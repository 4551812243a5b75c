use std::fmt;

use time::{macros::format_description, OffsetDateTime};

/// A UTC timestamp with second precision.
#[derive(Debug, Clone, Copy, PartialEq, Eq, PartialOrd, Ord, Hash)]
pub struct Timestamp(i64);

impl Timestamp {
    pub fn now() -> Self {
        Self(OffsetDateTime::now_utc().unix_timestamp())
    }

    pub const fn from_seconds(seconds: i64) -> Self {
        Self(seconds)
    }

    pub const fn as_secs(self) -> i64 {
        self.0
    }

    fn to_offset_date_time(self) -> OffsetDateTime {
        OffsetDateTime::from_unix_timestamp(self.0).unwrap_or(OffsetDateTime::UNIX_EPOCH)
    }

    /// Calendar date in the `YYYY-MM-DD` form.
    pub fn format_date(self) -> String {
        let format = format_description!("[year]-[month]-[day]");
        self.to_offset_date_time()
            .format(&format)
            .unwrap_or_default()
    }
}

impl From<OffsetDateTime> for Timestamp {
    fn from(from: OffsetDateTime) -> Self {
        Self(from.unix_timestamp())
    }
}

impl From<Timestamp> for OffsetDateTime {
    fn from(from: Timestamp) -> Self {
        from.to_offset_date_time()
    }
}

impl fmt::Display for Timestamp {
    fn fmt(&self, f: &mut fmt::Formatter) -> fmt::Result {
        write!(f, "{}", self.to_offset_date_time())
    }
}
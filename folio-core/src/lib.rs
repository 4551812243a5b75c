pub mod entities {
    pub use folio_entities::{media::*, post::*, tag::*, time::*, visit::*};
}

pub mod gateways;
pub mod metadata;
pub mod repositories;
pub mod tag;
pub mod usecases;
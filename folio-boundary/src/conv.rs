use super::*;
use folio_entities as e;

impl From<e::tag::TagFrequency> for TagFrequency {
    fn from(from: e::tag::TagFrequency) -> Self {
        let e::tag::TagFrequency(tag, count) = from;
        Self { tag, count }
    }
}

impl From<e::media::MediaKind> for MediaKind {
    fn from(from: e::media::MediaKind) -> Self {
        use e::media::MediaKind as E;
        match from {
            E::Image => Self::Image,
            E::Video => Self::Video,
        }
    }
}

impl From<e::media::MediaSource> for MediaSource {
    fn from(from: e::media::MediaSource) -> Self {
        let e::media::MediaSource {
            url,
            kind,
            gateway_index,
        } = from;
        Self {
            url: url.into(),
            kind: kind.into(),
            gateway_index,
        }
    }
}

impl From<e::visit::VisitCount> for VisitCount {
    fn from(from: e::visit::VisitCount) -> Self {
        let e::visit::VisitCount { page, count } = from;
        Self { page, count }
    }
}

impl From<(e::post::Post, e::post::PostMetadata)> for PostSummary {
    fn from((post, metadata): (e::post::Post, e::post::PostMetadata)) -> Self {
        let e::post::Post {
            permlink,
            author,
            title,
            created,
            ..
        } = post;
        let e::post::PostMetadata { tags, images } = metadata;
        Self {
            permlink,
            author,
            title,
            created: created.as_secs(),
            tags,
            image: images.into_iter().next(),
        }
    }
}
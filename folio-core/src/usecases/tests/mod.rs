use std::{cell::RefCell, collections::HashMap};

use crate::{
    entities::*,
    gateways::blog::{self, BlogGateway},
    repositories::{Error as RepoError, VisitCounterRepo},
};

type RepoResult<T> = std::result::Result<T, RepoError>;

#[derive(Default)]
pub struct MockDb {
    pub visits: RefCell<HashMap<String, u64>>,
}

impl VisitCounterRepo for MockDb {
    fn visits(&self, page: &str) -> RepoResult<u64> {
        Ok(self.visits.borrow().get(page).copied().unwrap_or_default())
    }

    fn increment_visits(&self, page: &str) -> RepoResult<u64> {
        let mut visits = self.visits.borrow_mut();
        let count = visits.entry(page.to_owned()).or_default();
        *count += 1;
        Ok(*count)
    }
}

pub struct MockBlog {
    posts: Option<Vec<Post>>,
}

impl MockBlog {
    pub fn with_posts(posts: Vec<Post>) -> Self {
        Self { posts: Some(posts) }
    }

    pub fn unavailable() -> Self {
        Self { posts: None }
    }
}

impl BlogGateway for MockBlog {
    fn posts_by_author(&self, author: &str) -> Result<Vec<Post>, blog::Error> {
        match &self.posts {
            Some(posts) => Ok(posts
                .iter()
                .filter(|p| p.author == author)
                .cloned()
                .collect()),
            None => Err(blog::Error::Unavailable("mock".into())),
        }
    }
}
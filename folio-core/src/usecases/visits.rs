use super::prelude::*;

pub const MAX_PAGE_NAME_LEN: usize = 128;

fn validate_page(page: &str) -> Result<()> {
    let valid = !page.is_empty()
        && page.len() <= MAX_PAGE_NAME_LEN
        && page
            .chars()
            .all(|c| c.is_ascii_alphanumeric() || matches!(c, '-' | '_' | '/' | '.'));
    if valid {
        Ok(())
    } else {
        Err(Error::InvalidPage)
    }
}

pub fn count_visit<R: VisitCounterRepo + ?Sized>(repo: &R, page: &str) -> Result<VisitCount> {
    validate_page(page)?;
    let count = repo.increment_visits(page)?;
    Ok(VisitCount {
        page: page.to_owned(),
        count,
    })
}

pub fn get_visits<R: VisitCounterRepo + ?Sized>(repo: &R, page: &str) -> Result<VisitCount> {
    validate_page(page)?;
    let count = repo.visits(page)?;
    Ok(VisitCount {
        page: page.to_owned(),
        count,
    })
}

- **ASSIGNED TASK**
From the data above, copy each line where the string "None" appears.

- **COMPLETED EXERCISE**
        Self { posts: None }
            None => Err(blog::Error::Unavailable("mock".into())),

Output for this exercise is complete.